Because of their versatility, these homes can be adapted to fit almost any type of topography, blending perfectly with the surrounding landscape. The soil that will be placed on the entire surface of these panels will act as a perfect insulator, both during the scorching summer, or a frigid winter. This particular style of architecture draws inspiration from other earth construction and stabilization technologies such as superadobe and geotextiles.

3. The Cliff House

Inspired by how barnacles cling to ship hulls, the Cliff House in Australia is a design for a modular house suspended on the edge of a vertical cliff. It would also make a killer lair for a Bond villainBy making use of steel pins drilled directly into the cliff face, the different modules are stacked on top of each other. The design is meant to be seen as a sort of natural extension of the cliff itself, and not actually an artificial addition to it.

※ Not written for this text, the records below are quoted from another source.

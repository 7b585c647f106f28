//! CLI argument parsing for tally
//!
//! Uses clap for argument parsing.
//! Supports global flags: --root, --store, --format, --quiet, --verbose

use std::path::PathBuf;

use clap::{Parser, Subcommand, ValueEnum};

pub use crate::format::OutputFormat;

/// Tally - rubric-based grading CLI
#[derive(Parser, Debug)]
#[command(name = "tally")]
#[command(author, version, about, long_about = None)]
#[command(propagate_version = true)]
pub struct Cli {
    /// Base directory for resolving the store
    #[arg(long, global = true)]
    pub root: Option<PathBuf>,

    /// Explicit store root path
    #[arg(long, global = true, env = "TALLY_STORE")]
    pub store: Option<PathBuf>,

    /// Output format
    #[arg(long, global = true, value_enum, default_value = "human")]
    pub format: OutputFormat,

    /// Suppress non-essential output
    #[arg(long, short, global = true)]
    pub quiet: bool,

    /// Report timing for major phases
    #[arg(long, short, global = true)]
    pub verbose: bool,

    /// Log level filter (overrides TALLY_LOG)
    #[arg(long, global = true)]
    pub log_level: Option<String>,

    /// Emit logs as JSON
    #[arg(long, global = true)]
    pub log_json: bool,

    #[command(subcommand)]
    pub command: Option<Commands>,
}

#[derive(Subcommand, Debug)]
pub enum Commands {
    /// Initialize a new tally store
    Init {
        /// Use visible store directory (tally/ instead of .tally/)
        #[arg(long)]
        visible: bool,
    },

    /// Author a new rubric
    New {
        /// Rubric name
        name: String,

        /// Add an empty category (repeatable)
        #[arg(long = "category")]
        categories: Vec<String>,
    },

    /// List stored documents
    List {
        /// Only rubrics
        #[arg(long, conflicts_with_all = ["scores", "courses"])]
        rubrics: bool,

        /// Only score cards
        #[arg(long, conflicts_with = "courses")]
        scores: bool,

        /// Only courses
        #[arg(long)]
        courses: bool,

        /// Only documents created at or after this RFC3339 timestamp
        #[arg(long)]
        since: Option<String>,
    },

    /// Show a rubric, score card, or course
    Show {
        /// Document id
        id: String,
    },

    /// Check rubrics for duplicate ids
    Validate {
        /// Rubric id (checks every rubric when omitted)
        id: Option<String>,
    },

    /// Start an empty score card for a rubric
    Start {
        /// Rubric id
        rubric_id: String,

        /// Student id (resolved against the course roster)
        #[arg(long)]
        student: Option<String>,

        /// Course id (defaults to `default_course` from config)
        #[arg(long)]
        course: Option<String>,
    },

    /// Record a score or comment on a card
    Set {
        /// Score card id
        score_id: String,

        /// Target item id
        #[arg(long, conflicts_with = "category")]
        item: Option<String>,

        /// Target category id (comments only)
        #[arg(long)]
        category: Option<String>,

        /// Raw score to record
        #[arg(long, conflicts_with = "clear_score")]
        score: Option<f64>,

        /// Reset the item to ungraded
        #[arg(long)]
        clear_score: bool,

        /// Comment text to record
        #[arg(long, conflicts_with = "clear_comments")]
        comments: Option<String>,

        /// Remove the existing comment
        #[arg(long)]
        clear_comments: bool,
    },

    /// Reconcile a score card after rubric edits
    Sync {
        /// Score card id
        score_id: String,
    },

    /// Recompute and print a card's aggregate score
    Total {
        /// Score card id
        score_id: String,
    },

    /// Manage courses
    Course {
        #[command(subcommand)]
        command: CourseCommands,
    },
}

#[derive(Subcommand, Debug)]
pub enum CourseCommands {
    /// Create a course
    New {
        /// Course name
        name: String,
    },

    /// Add a student to a course roster
    Enroll {
        /// Course id
        course_id: String,

        /// Student name
        name: String,

        /// GitHub username for submission matching
        #[arg(long)]
        github: Option<String>,
    },

    /// Record a rubric as used by a course
    Assign {
        /// Course id
        course_id: String,

        /// Rubric id
        rubric_id: String,
    },

    /// Show a course roster
    Show {
        /// Course id
        id: String,
    },
}

// Implement ValueEnum for OutputFormat to work with clap
impl ValueEnum for OutputFormat {
    fn value_variants<'a>() -> &'a [Self] {
        &[OutputFormat::Human, OutputFormat::Json]
    }

    fn to_possible_value(&self) -> Option<clap::builder::PossibleValue> {
        match self {
            OutputFormat::Human => Some(clap::builder::PossibleValue::new("human")),
            OutputFormat::Json => Some(clap::builder::PossibleValue::new("json")),
        }
    }
}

The entry is made from the top level, which is a carport. A lift then connects the user with every other level of the house. The first level is made out of the foyer, kitchen, living, and dining spaces. The following two levels are made out of the three bedrooms and two bathrooms. At the very bottom, we have the terrace, barbeque area, and spa. The entire house is covered in solar-reflecting glass panels, giving an incredible view onto the ocean. The interior is presented in a minimalistic design, keeping the ocean view and the unique location as the focal point of the Cliff House.

2. The Urban Cabin

Created by MINI Living design firm, the Urban Cabin is a 160-square-foot modular unit, built to explore the potential of compact but comfortable living spaces in cities that become increasingly crowded and expensive. This design is set to represent a future where life will be based more on shared resources rather than personal property. “It’s about thinking through the possibilities of what it might mean to live in the near future – how we might begin to merge the public and the private, and how forms of domesticity might begin to evolve into forms that you don’t quite recognize,” said one of the architects.

This tiny house comes equipped with everything one would need, including a kitchen and even a tiny library. The kitchen is also extendable, meaning that it can grow, even beyond the walls of the house itself. What the designers hope to achieve with this Urban Cabin concept is to create a series of these tiny homes in many other cities around the world – each with a personal touch, depending on the architecture and cultural characteristics of that particular society in mind. This one, for instance, is based in London, and the mini library and kitchen are something the lead architect believed best expressed the city in the most compact way possible.

1. Shiftpods

After attending Burning Man for over 20 years, Christian Weber decided that there must be a better and easier way than the fragile and hard-to-build hexagonal yurts people had to deal with. He then began working on a shelter that would provide enough warmth and protection from the elements, all the while being extremely easy to put together. He then came up with the Shiftpod, which has insulated walls, and is tall enough for most people to stand upright inside. It’s also incredibly sturdy, being able to withstand winds of up to 109 MPH, and comes in a single, foldable piece that’s assembled in its final position in just little over a minute. He began making a few for some of his friends also attending Burning Man, and soon enough ended up with over 300 orders. He has since launched his own company, and is now earning millions of dollars from his Shiftpods.  

He’s also donating one for every 20 sold. His is also working with several NGOs and other organizations at bringing his easy-to-use shelters to people and places where conventional housing is no longer possible. “There’s 53.4 million forcibly displaced in the world right now because of wars and politics,” he said. “A lot of them are living in shanty shacks with blue tarps, so we’re trying to create a low-cost, easy-to-ship, easy-to-set-up unit that people can live in for up to five years.” His Shiftpods have since Haiti, Japan, Nepal, Greece, as well as other regions where displaced people are in desperate need of shelter.